The girls? Not so much. There are many chapters of this story still to be written, and the rise of women as equals in palaeoanthropology is an interesting story, but not one best assessed from the East African perspective.

Comments

  1. #1 tms
    February 24, 2010

    Hey Greg,

    I’m a bit confused. Isn’t a population with a 50/50 ratio of x/y chromosomes exclusively male?

  2. #2 Greg Laden
    February 24, 2010

    Yes. A 3:1 ratio is half male half female. In the case of my two lists of white males, my intention is to indicate that they are all males.

  3. #3 tony
    February 24, 2010

    My wife and I went to Olduvai a few years ago, which if I recall what our guide told us, is really Oldupai in Swahili. Anyway, he was Masai, trained in Dar Es Salaam, and gave us a reasonably good interpretation of what we were looking at. He lived about six miles away from the Olduvai museum in a small cinderblock box built by the gov’t. He told us he liked his accommodations since he could walk to work.
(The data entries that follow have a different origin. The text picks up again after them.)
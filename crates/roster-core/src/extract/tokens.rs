//! Flatten normalized detections into a word stream with fused class names.

use super::normalizer::NormalizedToken;
use super::vocabulary::ClassVocabulary;

/// Builds the token stream consumed by the record assembler.
#[derive(Debug, Clone, Default)]
pub struct TokenReconstructor {
    vocabulary: ClassVocabulary,
}

impl TokenReconstructor {
    pub fn new(vocabulary: ClassVocabulary) -> Self {
        Self { vocabulary }
    }

    /// Join token texts in reading order, re-split on whitespace, and merge
    /// known multi-word classes.
    ///
    /// Box and line grouping are discarded here; only reading order survives.
    pub fn reconstruct(&self, tokens: &[NormalizedToken]) -> Vec<String> {
        let joined = tokens
            .iter()
            .map(|t| t.text.as_str())
            .collect::<Vec<_>>()
            .join(" ");
        let words: Vec<&str> = joined.split_whitespace().collect();
        self.merge_words(&words[..])
    }

    /// Greedy longest-match-first merge over a word list.
    pub fn merge_words<S: AsRef<str>>(&self, words: &[S]) -> Vec<String> {
        let mut merged = Vec::with_capacity(words.len());
        let mut cursor = 0;

        while cursor < words.len() {
            match self.vocabulary.longest_match(words, cursor) {
                Some((canonical, count)) => {
                    merged.push(canonical.to_string());
                    cursor += count;
                }
                None => {
                    merged.push(words[cursor].as_ref().to_string());
                    cursor += 1;
                }
            }
        }

        merged
    }
}

#[cfg(test)]
mod tests {
    use super::*;
    use pretty_assertions::assert_eq;

    #[test]
    fn test_longest_match_wins() {
        let reconstructor =
            TokenReconstructor::new(ClassVocabulary::new(["Summoner", "Grand Summoner Auriga"]));
        let merged = reconstructor.merge_words(&["Grand", "Summoner", "Auriga", "99"]);
        assert_eq!(merged, vec!["Grand Summoner Auriga", "99"]);
    }

    #[test]
    fn test_resplits_multi_word_detections() {
        let tokens = vec![
            NormalizedToken::new(0, 0, 20, "Player One", 0.9),
            NormalizedToken::new(0, 30, 50, "Level 42", 0.9),
            NormalizedToken::new(80, 30, 50, "dark   knight", 0.9),
        ];
        let merged = TokenReconstructor::default().reconstruct(&tokens);
        assert_eq!(merged, vec!["Player", "One", "Level", "42", "Dark Knight"]);
    }

    #[test]
    fn test_partial_phrase_is_not_merged() {
        let reconstructor = TokenReconstructor::default();
        let merged = reconstructor.merge_words(&["Blood", "Level"]);
        assert_eq!(merged, vec!["Blood", "Level"]);
    }

    #[test]
    fn test_empty_stream() {
        assert!(TokenReconstructor::default().reconstruct(&[]).is_empty());
    }
}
    I’m happy to hear the Leakeys are active in working with Black Africans in the field. The “equalization of the sexes” as some Tanzanian acquaintances called it, is going to take much time.

  4. #4 Greg Laden
    February 24, 2010

    is really Oldupai in Swahili

    or Maa. Ultimately, it means sisal (a plant).

  5. #5 DNLee
    February 24, 2010

    Sweet post.
    When I watched old movies about archeology or exploration in Africa, the character plot was always the same: Great White male leader with individual personality, droves of blacks as labor. There would be a scene where the scientist discovers something or explains the significance of the native artifact/event to what seemed to be the natives. That always struck me as odd and not right. Even as a child I thought, “You mean to tell me that there isn’t a single expert from the local area? The expert ALWAYS has to come from Europe or America?”
    Then later, via documentaries and science-related news coverage, you’d see similar scenes. But as a youth I did not know/comprehend the historical/institutional barriers of native peoples gaining the expertise needed to be a scientific authority.
    Thanks for shining light on this historical issue and the role that the Leakeys played in helping to level the playing field. A great example of how priviledge can be shared to make things fair.
    You want this post contributed to the Carnival,yes?

  6. #6 DK
    February 24, 2010

    The one who got funding for the research is the one who [almost] always takes most of the credit. Works the same way in every scientific field today. Yes, the money for digs “always” come from Europe or America?